28 thoughts on “Espressif Save to FLASH–an alternative

  1. Hi there !

    Sorry for posting here ( quite related to the subject but not exactly it :/ .. )

    After stumbling upon your article, I was wondering if you ever tried replacing the flash chip on esp’s-xx ?

    I am currently facing a problem you may have already overcome: using 16Mbytes flash chip ( W25Q128 ) & flashing it to use most of the space available 😉

    The following link provided useful hints on the subject, but I’m still missing some to estimate implementation time ( and if I can do it at all 😐 .. ):
    https://github.com/themadinventor/esptool/issues/123

    So, feel free to spread your well-earned knowledge if it can help in the following:
    http://forum.espruino.com/conversations/279176/?offset=125#comment13202242

    Thanks for the reading,
    Keep up the good work ;p

    +

  2. SteveL – what I’m doing is adding in an XOR of the counter for speed – just after the counter – then checking both. If there’s a power cut – it will never get that far and the block will either have an out of date count – or FFFFFFFF or the two values are unlikely to XOR correctly. That seems a reasonable compromise.
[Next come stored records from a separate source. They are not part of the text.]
use crate::primitive::Primitive;
use crate::wire::{self, WireError};
use base64::Engine as _;

/// Decodes the base64 text returned by `getWebGLData`.
pub fn decode_base64(payload: &str) -> Result<Vec<u8>, WireError> {
    base64::engine::general_purpose::STANDARD
        .decode(payload.trim())
        .map_err(|e| WireError::Base64(e.to_string()))
}

pub fn encode_base64(bytes: &[u8]) -> String {
    base64::engine::general_purpose::STANDARD.encode(bytes)
}

/// Base64 transport payload straight to a decoded primitive.
pub fn decode_payload(payload: &str) -> Result<Primitive, WireError> {
    let bytes = decode_base64(payload)?;
    wire::decode(&bytes)
}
Don’t want to make this one a lifetime project – considering the existing options don’t do any of this.

  3. Hi Pete,

    At the risk of asking what might be an FAQ, I’m really struggling getting started with OTA.

    It’s not that I need help debugging anything as I haven’t even got as far as trying it – I’m basically struggling to get my head around where to start. I’ve tried to go through as many of you blog posts as possible and have your complete Home Automation project downloaded but that’s super overkill.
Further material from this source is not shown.